17.04.2023
Wegzugsbesteuerung: Merkmal "lediglich vorübergehender Abwesenheit" setzt keine "Rückkehrabsicht" voraus
Das zum Entfallen der so genannten Wegzugsbesteuerung führende Merkmal der "nur vorübergehenden Abwesenheit" in § 6 Absatz 3 Satz 1 Außensteuergesetz (AStG) ist unabhängig von einer "Rückkehrabsicht" erfüllt, wenn der Steuerpflichtige innerhalb des gesetzlich bestimmten Zeitrahmens von fünf Jahren nach dem Wegzug wieder unbeschränkt steuerpflichtig wird. Dies hat der Bundesfinanzhof (BFH) entschieden.

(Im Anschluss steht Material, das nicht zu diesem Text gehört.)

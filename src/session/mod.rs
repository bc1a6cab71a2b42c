//! Authenticated session state
//!
//! An explicit session context object with an init (restore from
//! durable storage) and teardown (logout) lifecycle. Components that
//! need the session receive a handle; there is no ambient singleton.

mod credentials;

#[cfg(test)]
pub use credentials::MockCredentialCache;
pub use credentials::{CredentialCache, FsCredentialCache, StoredCredentials};

use std::sync::Arc;
use tokio::sync::RwLock;
use tracing::{info, warn};

use crate::api::BackendApi;
use crate::domain::{
    resolve_effective_role, Role, RoleChangeRequest, User, UserId, UserPatch,
};
use crate::error::{ClientError, Result};
use crate::metrics::{inc, Metrics};

/// Session lifecycle states.
///
/// `Error` is recoverable: the store stays usable and the user may
/// retry login or registration.
#[derive(Debug, Clone)]
pub enum SessionState {
    Anonymous,
    Authenticating,
    Authenticated {
        user: User,
        role: Role,
        token: String,
    },
    Error {
        message: String,
    },
}

impl SessionState {
    pub fn is_authenticated(&self) -> bool {
        matches!(self, SessionState::Authenticated { .. })
    }
}

/// Outcome of a balance reconciliation pass.
#[derive(Debug, Clone, Copy, PartialEq, Eq)]
pub enum BalanceReconciliation {
    /// Local and backend balance agree
    InSync,
    /// They disagreed; the backend value was adopted
    Corrected { local: i64, backend: i64 },
}

/// Holds the authenticated user, their effective role, and the bearer
/// token; owns every mutation of the user's balance.
pub struct SessionStore {
    api: Arc<dyn BackendApi>,
    credentials: Arc<dyn CredentialCache>,
    metrics: Arc<Metrics>,
    state: RwLock<SessionState>,
    last_error: RwLock<Option<String>>,
}

impl SessionStore {
    pub fn new(
        api: Arc<dyn BackendApi>,
        credentials: Arc<dyn CredentialCache>,
        metrics: Arc<Metrics>,
    ) -> Self {
        Self {
            api,
            credentials,
            metrics,
            state: RwLock::new(SessionState::Anonymous),
            last_error: RwLock::new(None),
        }
    }

    /// Restore a previous session from durable storage, if one exists.
    ///
    /// Returns whether a session was restored. No network call is
    /// made; the persisted user record is trusted until the next
    /// refetch. Unresolvable credentials are discarded.
    pub async fn restore(&self) -> bool {
        let Some(stored) = self.credentials.load() else {
            return false;
        };

        let role = match resolve_effective_role(&stored.user) {
            Ok(role) => role,
            Err(err) => {
                warn!(%err, "discarding persisted session with unresolvable role");
                self.credentials.clear();
                return false;
            }
        };

        self.api.set_bearer_token(Some(stored.token.clone())).await;
        *self.state.write().await = SessionState::Authenticated {
            user: stored.user,
            role,
            token: stored.token,
        };
        info!("session restored from durable storage");
        true
    }

    /// Current state snapshot.
    pub async fn state(&self) -> SessionState {
        self.state.read().await.clone()
    }

    /// The authenticated user, if any.
    pub async fn current_user(&self) -> Option<User> {
        match &*self.state.read().await {
            SessionState::Authenticated { user, .. } => Some(user.clone()),
            _ => None,
        }
    }

    /// The effective role governing the current session, if any.
    pub async fn current_role(&self) -> Option<Role> {
        match &*self.state.read().await {
            SessionState::Authenticated { role, .. } => Some(*role),
            _ => None,
        }
    }

    /// Most recent recoverable error surfaced for display.
    pub async fn last_error(&self) -> Option<String> {
        self.last_error.read().await.clone()
    }

    /// Authenticate against the backend.
    ///
    /// On success the effective role is resolved, the token attached
    /// to the gateway, and the session persisted durably. On failure
    /// the store transitions to `Error` and remains usable for retry.
    pub async fn login(&self, name: &str, password: &str) -> Result<User> {
        *self.state.write().await = SessionState::Authenticating;
        *self.last_error.write().await = None;

        let auth = match self.api.login(name, password).await {
            Ok(auth) => auth,
            Err(err) => {
                let message = err.user_message();
                *self.state.write().await = SessionState::Error { message };
                return Err(err.into());
            }
        };

        let role = match resolve_effective_role(&auth.user) {
            Ok(role) => role,
            Err(err) => {
                *self.state.write().await = SessionState::Error {
                    message: err.to_string(),
                };
                return Err(err);
            }
        };

        self.establish(auth.user.clone(), role, auth.token).await;
        info!(user = %auth.user.id, role = %role, "login succeeded");
        Ok(auth.user)
    }

    /// Create an account and authenticate.
    ///
    /// A fresh user has no approved role-change requests, so the base
    /// role applies directly.
    pub async fn register(&self, name: &str, email: &str, password: &str) -> Result<User> {
        *self.state.write().await = SessionState::Authenticating;
        *self.last_error.write().await = None;

        let auth = match self.api.register(name, email, password).await {
            Ok(auth) => auth,
            Err(err) => {
                let message = err.user_message();
                *self.state.write().await = SessionState::Error { message };
                return Err(err.into());
            }
        };

        let role = match Role::from_id(auth.user.role_id) {
            Ok(role) => role,
            Err(err) => {
                *self.state.write().await = SessionState::Error {
                    message: err.to_string(),
                };
                return Err(err);
            }
        };

        self.establish(auth.user.clone(), role, auth.token).await;
        info!(user = %auth.user.id, "registration succeeded");
        Ok(auth.user)
    }

    /// Tear down the session. Never fails: durable credentials are
    /// cleared best-effort and memory state is reset unconditionally.
    pub async fn logout(&self) {
        self.credentials.clear();
        self.api.set_bearer_token(None).await;
        *self.state.write().await = SessionState::Anonymous;
        *self.last_error.write().await = None;
        info!("logged out");
    }

    /// Update the user's profile.
    ///
    /// On failure the prior user state is left untouched; the update
    /// was never applied, so nothing needs rolling back.
    pub async fn update_user(&self, patch: &UserPatch, id: UserId) -> Result<User> {
        self.require_authenticated().await?;

        let updated = match self.api.update_user(id, patch).await {
            Ok(user) => user,
            Err(err) => {
                *self.last_error.write().await = Some(err.user_message());
                return Err(err.into());
            }
        };

        let role = resolve_effective_role(&updated)?;
        self.replace_user(updated.clone(), role).await;
        Ok(updated)
    }

    /// Optimistic-local-first balance update.
    ///
    /// The in-memory balance changes immediately; persistence to the
    /// backend is best-effort and a flush failure does not roll the
    /// local value back. The payment coordinator is the only caller
    /// and has already validated funds, and the reconciliation pass
    /// bounds any divergence.
    pub async fn update_balance(&self, new_balance: i64) -> Result<()> {
        let user_id = {
            let mut state = self.state.write().await;
            match &mut *state {
                SessionState::Authenticated { user, .. } => {
                    user.balance = new_balance;
                    user.id
                }
                _ => return Err(ClientError::NotAuthenticated),
            }
        };

        if let Err(err) = self
            .api
            .update_user(user_id, &UserPatch::balance(new_balance))
            .await
        {
            inc(&self.metrics.balance_persist_failures);
            warn!(user = %user_id, %err, "balance flush failed; local value kept");
        }

        Ok(())
    }

    /// Post a role-change request. Local role state is not mutated:
    /// the request starts `pending` and the effective role only
    /// changes once an administrator approves it and the user record
    /// is refetched.
    pub async fn request_role_change(
        &self,
        user_id: UserId,
        requested_role_id: i64,
    ) -> Result<RoleChangeRequest> {
        self.require_authenticated().await?;

        match self
            .api
            .create_role_change_request(user_id, requested_role_id)
            .await
        {
            Ok(request) => Ok(request),
            Err(err) => {
                *self.last_error.write().await = Some(err.user_message());
                Err(err.into())
            }
        }
    }

    /// Refetch the user record and re-resolve the effective role.
    /// Also the bound on the optimistic-balance divergence window.
    pub async fn fetch_updated_user(&self) -> Result<User> {
        let current = self.current_user().await.ok_or(ClientError::NotAuthenticated)?;

        let user = self.api.fetch_user(current.id).await?;
        let role = resolve_effective_role(&user)?;
        self.replace_user(user.clone(), role).await;
        Ok(user)
    }

    /// Single reconciliation pass over the balance.
    ///
    /// The backend's durable value is the source of truth; on
    /// disagreement the local value is corrected and the drift
    /// recorded.
    pub async fn reconcile_balance(&self) -> Result<BalanceReconciliation> {
        let current = self.current_user().await.ok_or(ClientError::NotAuthenticated)?;

        let backend_user = self.api.fetch_user(current.id).await?;
        if backend_user.balance == current.balance {
            return Ok(BalanceReconciliation::InSync);
        }

        inc(&self.metrics.balance_drift_detected);
        warn!(
            user = %current.id,
            local = current.balance,
            backend = backend_user.balance,
            "balance drift detected; adopting backend value"
        );

        let mut state = self.state.write().await;
        if let SessionState::Authenticated { user, .. } = &mut *state {
            user.balance = backend_user.balance;
        }

        Ok(BalanceReconciliation::Corrected {
            local: current.balance,
            backend: backend_user.balance,
        })
    }

    async fn establish(&self, user: User, role: Role, token: String) {
        self.api.set_bearer_token(Some(token.clone())).await;
        self.credentials.store(&StoredCredentials {
            user: user.clone(),
            token: token.clone(),
        });
        *self.state.write().await = SessionState::Authenticated { user, role, token };
    }

    async fn replace_user(&self, user: User, role: Role) {
        let token = {
            let mut state = self.state.write().await;
            match &mut *state {
                SessionState::Authenticated {
                    user: current,
                    role: current_role,
                    token,
                } => {
                    *current = user.clone();
                    *current_role = role;
                    token.clone()
                }
                _ => return,
            }
        };
        self.credentials.store(&StoredCredentials { user, token });
    }

    async fn require_authenticated(&self) -> Result<()> {
        if self.state.read().await.is_authenticated() {
            Ok(())
        } else {
            Err(ClientError::NotAuthenticated)
        }
    }
}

Er tritt damit einer in der Finanzverwaltung und Teilen der Literatur vertretenen Ansicht im Sinne einer "subjektiven Theorie" entgegen, wonach für das Merkmal der "nur vorübergehenden Abwesenheit" beim Wegzug der Wille des Steuerpflichtigen zur Rückkehr und damit der Wille, wieder unbeschränkt steuerpflichtig zu werden, bestehen muss.
Der Gesetzeswortlaut gebe hierfür nichts her, so der BFH. Denn der Gesetzestext führe erst in der Sondersituation des § 6 Absatz 3 Satz 2 AStG (einzelfallbezogene Verlängerung der Rückausnahmemöglichkeit bei Glaubhaftmachung, dass "(s)eine Absicht zur Rückkehr unverändert fortbesteht") im Zusammenhang mit der begünstigenden Ausweitung der Belastungsausnahme eine solche Rückkehrabsicht ausdrücklich an. Dabei sei der Rückschluss, dass eine solche Absicht schon im Augenblick des Wegzugs (und damit auch für die Situation des Satzes1) bestehen muss (Hinweis auf den Terminus "unverändert"), nicht ausreichend belastbar, da in Satz2 ein Zeitbezug nur für den Verlängerungszeitraum hergestellt sei. Danach könne der Rückkehrwille durchaus auch im Laufe des ersten Fünf-Jahres-Zeitraums gebildet worden sein. Jedenfalls, so der BFH, lege der Formulierungsunterschied die Interpretation nahe, dass der Umstand der tatsächlichen (zeitgerechten) Rückkehr in der Grundsituation des Satzes 1 das Entfallen der Belastung (die "Begünstigung") auslöst und damit das Beruhen der Rückkehr auf einer ursprünglich bestehenden Rückkehrabsicht indiziert.